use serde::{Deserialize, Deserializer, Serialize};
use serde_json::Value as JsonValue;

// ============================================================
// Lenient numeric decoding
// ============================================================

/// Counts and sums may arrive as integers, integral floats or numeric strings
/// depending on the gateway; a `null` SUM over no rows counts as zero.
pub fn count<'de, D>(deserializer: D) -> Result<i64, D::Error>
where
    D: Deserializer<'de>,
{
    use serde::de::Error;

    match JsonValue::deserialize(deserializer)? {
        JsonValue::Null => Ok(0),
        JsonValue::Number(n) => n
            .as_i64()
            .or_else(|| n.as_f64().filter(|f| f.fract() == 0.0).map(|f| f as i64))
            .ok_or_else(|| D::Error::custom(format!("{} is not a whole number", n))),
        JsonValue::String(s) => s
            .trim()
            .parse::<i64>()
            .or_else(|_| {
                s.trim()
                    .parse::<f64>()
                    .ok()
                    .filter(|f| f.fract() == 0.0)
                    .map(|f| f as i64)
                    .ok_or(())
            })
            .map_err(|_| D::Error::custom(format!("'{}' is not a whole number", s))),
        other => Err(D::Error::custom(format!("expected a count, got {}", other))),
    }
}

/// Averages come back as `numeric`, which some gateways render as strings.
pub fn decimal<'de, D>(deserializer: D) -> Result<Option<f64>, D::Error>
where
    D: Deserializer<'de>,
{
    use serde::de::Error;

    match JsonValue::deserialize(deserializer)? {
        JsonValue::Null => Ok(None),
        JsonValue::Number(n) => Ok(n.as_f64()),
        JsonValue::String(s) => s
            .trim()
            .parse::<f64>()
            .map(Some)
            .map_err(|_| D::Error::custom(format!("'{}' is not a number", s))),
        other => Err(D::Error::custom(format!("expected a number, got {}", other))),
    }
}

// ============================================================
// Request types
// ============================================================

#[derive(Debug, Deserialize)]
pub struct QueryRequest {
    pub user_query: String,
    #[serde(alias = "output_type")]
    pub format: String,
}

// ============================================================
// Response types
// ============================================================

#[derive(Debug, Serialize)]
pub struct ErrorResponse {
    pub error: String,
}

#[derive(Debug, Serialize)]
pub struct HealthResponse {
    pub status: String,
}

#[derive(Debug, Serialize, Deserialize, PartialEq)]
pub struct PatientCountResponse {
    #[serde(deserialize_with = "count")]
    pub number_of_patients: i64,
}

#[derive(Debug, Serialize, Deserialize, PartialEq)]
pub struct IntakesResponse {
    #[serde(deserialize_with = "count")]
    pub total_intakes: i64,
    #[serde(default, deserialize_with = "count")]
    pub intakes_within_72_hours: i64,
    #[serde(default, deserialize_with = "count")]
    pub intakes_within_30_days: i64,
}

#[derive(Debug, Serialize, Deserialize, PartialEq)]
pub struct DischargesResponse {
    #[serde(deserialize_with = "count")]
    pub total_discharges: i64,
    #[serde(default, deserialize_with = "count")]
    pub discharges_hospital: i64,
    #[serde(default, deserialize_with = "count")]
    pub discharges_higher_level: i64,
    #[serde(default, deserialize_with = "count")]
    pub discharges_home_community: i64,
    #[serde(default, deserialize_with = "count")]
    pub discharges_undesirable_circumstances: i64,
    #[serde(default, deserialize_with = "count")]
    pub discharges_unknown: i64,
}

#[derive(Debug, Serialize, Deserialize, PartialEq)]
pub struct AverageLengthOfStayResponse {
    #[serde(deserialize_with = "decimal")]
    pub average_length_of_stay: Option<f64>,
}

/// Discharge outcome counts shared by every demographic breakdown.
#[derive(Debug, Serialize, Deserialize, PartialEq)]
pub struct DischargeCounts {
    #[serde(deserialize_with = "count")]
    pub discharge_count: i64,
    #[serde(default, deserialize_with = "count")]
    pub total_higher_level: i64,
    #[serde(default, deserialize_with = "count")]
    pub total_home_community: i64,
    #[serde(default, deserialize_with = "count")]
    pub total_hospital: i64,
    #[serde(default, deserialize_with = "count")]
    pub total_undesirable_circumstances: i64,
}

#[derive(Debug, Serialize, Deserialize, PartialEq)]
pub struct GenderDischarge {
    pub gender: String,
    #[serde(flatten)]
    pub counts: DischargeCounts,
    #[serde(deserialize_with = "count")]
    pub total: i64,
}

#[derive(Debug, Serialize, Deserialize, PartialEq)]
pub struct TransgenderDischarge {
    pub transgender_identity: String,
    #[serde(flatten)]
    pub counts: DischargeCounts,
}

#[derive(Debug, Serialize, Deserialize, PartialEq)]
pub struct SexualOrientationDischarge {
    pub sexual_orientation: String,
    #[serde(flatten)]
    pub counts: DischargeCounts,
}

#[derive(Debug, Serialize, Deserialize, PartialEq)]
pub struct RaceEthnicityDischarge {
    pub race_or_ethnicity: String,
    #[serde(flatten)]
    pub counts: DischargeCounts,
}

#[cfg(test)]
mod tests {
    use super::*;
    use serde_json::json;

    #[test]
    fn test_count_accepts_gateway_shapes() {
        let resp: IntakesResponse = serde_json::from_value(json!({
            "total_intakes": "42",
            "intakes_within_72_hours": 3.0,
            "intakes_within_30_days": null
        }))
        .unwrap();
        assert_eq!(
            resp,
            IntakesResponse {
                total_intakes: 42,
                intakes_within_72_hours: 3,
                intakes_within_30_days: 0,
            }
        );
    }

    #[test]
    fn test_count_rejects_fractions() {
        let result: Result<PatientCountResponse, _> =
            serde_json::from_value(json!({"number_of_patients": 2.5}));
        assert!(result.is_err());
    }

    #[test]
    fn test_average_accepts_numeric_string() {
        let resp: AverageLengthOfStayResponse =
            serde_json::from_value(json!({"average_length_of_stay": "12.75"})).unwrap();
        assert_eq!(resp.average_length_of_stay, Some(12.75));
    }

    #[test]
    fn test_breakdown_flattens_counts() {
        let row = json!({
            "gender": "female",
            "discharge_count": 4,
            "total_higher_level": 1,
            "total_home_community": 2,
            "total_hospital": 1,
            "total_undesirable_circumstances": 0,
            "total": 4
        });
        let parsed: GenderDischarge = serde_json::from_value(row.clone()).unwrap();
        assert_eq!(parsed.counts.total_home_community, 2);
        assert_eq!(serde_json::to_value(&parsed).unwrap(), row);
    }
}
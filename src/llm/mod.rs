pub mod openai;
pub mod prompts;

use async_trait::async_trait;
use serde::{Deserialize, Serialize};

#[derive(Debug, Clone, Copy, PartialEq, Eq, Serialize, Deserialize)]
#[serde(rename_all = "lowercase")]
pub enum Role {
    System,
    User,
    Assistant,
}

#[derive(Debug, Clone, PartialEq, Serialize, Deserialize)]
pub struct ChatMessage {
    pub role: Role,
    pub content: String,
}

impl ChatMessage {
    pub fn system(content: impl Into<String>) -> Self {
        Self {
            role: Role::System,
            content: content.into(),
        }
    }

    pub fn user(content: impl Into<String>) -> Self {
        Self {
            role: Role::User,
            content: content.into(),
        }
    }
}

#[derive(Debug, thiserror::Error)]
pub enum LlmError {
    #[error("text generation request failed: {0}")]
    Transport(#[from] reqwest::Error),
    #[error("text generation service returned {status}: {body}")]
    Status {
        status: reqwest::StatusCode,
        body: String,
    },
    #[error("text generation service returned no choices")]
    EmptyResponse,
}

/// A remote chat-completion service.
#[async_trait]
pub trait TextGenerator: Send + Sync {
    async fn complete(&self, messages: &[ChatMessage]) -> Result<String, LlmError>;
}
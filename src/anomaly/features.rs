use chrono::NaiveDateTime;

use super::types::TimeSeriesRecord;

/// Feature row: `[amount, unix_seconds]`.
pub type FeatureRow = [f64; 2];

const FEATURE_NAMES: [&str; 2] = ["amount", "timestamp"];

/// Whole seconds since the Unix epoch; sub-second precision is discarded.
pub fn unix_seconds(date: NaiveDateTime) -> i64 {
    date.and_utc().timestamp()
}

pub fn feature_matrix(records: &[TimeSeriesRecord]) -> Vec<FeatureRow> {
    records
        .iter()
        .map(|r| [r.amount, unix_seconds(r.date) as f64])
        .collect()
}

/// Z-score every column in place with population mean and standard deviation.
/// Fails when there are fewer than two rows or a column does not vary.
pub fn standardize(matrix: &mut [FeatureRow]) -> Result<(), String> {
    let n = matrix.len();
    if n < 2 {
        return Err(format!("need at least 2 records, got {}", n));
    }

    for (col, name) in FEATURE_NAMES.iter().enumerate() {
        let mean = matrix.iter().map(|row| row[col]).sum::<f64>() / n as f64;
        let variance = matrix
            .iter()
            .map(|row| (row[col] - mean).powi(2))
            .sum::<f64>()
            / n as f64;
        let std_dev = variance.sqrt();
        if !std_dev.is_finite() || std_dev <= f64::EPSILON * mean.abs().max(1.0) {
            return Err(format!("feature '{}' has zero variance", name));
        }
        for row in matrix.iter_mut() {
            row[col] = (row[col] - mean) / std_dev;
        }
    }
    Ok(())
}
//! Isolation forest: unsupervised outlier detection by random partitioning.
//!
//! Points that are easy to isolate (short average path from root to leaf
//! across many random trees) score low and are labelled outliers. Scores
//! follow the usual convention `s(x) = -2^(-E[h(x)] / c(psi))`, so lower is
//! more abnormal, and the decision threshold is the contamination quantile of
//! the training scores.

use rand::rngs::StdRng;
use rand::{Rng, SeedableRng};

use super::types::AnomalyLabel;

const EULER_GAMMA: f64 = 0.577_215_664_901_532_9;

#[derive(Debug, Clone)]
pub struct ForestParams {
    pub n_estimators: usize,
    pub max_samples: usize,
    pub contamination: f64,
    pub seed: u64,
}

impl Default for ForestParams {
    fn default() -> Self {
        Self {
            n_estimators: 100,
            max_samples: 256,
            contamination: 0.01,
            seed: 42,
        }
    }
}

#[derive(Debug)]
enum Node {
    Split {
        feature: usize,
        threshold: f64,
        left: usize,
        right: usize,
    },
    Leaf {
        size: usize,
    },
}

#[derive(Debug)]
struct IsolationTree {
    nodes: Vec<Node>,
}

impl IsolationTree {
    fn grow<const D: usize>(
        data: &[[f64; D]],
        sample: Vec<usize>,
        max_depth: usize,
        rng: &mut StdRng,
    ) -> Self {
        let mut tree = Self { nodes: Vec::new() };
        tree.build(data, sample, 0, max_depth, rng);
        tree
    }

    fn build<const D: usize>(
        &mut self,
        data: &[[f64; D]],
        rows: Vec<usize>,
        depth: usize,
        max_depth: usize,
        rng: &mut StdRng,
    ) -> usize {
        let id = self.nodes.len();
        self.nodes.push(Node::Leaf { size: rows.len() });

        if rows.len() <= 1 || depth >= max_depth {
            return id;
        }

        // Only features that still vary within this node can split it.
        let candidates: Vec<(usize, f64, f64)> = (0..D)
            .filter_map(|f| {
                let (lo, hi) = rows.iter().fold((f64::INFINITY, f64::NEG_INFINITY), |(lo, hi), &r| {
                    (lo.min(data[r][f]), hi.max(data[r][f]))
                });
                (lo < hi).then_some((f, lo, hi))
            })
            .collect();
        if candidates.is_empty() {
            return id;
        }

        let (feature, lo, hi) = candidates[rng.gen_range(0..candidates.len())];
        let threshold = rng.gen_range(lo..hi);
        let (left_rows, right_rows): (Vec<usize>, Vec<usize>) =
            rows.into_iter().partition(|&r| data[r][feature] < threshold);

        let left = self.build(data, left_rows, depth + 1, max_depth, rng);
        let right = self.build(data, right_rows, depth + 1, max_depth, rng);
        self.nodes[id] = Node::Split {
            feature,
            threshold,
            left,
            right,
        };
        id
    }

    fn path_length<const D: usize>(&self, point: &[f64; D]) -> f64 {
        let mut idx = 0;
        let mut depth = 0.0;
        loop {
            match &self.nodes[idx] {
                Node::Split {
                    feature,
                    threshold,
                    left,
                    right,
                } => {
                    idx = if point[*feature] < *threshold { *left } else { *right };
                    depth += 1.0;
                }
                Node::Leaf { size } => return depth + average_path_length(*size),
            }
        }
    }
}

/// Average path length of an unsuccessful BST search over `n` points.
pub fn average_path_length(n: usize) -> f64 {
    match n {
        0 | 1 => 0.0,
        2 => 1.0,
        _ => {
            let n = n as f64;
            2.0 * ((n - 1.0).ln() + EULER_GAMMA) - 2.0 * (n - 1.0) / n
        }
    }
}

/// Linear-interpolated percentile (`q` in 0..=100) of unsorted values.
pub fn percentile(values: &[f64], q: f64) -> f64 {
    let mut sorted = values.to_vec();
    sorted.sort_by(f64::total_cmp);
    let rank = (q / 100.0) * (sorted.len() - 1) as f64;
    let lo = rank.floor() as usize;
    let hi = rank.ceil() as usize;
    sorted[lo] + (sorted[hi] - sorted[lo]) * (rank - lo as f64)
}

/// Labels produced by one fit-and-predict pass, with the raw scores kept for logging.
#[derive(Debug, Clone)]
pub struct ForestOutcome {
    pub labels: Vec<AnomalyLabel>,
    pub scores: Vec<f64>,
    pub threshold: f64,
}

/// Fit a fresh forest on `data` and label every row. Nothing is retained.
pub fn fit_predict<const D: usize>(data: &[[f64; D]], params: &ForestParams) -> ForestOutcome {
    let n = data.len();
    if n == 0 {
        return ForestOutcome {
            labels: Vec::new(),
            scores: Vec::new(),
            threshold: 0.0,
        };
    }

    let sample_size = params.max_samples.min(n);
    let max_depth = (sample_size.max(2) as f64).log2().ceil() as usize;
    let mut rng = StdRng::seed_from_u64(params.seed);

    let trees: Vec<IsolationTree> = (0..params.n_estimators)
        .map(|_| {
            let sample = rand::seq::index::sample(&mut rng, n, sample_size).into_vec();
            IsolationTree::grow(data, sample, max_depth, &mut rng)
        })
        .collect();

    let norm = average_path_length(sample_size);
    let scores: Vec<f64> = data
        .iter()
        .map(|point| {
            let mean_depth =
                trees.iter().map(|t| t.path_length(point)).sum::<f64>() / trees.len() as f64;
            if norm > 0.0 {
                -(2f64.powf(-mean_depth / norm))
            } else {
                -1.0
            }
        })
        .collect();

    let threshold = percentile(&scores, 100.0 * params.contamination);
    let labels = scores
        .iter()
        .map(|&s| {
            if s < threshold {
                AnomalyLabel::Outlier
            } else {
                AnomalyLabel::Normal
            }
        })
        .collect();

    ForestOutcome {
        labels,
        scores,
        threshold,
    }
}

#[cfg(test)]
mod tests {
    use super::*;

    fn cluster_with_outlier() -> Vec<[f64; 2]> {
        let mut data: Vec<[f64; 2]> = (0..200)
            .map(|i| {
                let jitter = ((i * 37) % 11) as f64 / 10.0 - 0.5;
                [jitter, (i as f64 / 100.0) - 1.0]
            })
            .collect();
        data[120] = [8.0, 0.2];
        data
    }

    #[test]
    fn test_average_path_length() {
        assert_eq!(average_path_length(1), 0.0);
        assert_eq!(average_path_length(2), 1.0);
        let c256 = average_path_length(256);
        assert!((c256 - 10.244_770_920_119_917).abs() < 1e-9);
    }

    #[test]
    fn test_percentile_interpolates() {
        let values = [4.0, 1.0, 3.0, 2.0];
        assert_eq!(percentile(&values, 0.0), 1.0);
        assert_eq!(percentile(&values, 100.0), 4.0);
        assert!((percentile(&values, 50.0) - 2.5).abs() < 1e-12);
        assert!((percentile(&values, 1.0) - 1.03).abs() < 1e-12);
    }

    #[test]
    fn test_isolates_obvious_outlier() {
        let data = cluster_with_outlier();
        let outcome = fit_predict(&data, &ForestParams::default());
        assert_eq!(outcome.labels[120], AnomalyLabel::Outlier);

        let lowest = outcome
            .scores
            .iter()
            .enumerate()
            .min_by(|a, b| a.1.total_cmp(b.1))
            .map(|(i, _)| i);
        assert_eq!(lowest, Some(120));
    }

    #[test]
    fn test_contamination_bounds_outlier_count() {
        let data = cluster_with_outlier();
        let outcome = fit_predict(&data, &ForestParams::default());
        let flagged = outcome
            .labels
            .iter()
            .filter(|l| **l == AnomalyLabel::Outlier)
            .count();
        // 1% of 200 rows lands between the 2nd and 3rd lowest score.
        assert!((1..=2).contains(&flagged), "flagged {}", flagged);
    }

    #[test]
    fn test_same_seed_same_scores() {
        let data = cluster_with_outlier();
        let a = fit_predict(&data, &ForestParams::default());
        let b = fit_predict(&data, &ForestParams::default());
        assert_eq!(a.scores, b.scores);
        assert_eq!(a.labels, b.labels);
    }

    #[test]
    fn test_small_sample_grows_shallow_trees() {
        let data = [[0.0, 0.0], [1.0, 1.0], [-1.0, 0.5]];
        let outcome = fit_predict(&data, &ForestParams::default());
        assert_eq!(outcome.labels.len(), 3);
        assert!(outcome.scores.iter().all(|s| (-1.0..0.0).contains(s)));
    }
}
☆ ☆ ☆
Work required
What you return must be the lines above that run from the line with "pub struct ChatMessage" to the line with "precision is discarded.", inclusive, each copied exactly.

Answer box
pub struct ChatMessage {
    pub role: Role,
    pub content: String,
}

impl ChatMessage {
    pub fn system(content: impl Into<String>) -> Self {
        Self {
            role: Role::System,
            content: content.into(),
        }
    }

    pub fn user(content: impl Into<String>) -> Self {
        Self {
            role: Role::User,
            content: content.into(),
        }
    }
}

#[derive(Debug, thiserror::Error)]
pub enum LlmError {
    #[error("text generation request failed: {0}")]
    Transport(#[from] reqwest::Error),
    #[error("text generation service returned {status}: {body}")]
    Status {
        status: reqwest::StatusCode,
        body: String,
    },
    #[error("text generation service returned no choices")]
    EmptyResponse,
}

/// A remote chat-completion service.
#[async_trait]
pub trait TextGenerator: Send + Sync {
    async fn complete(&self, messages: &[ChatMessage]) -> Result<String, LlmError>;
}
filename src/anomaly/features.rs
use chrono::NaiveDateTime;

use super::types::TimeSeriesRecord;

/// Feature row: `[amount, unix_seconds]`.
pub type FeatureRow = [f64; 2];

const FEATURE_NAMES: [&str; 2] = ["amount", "timestamp"];

/// Whole seconds since the Unix epoch; sub-second precision is discarded.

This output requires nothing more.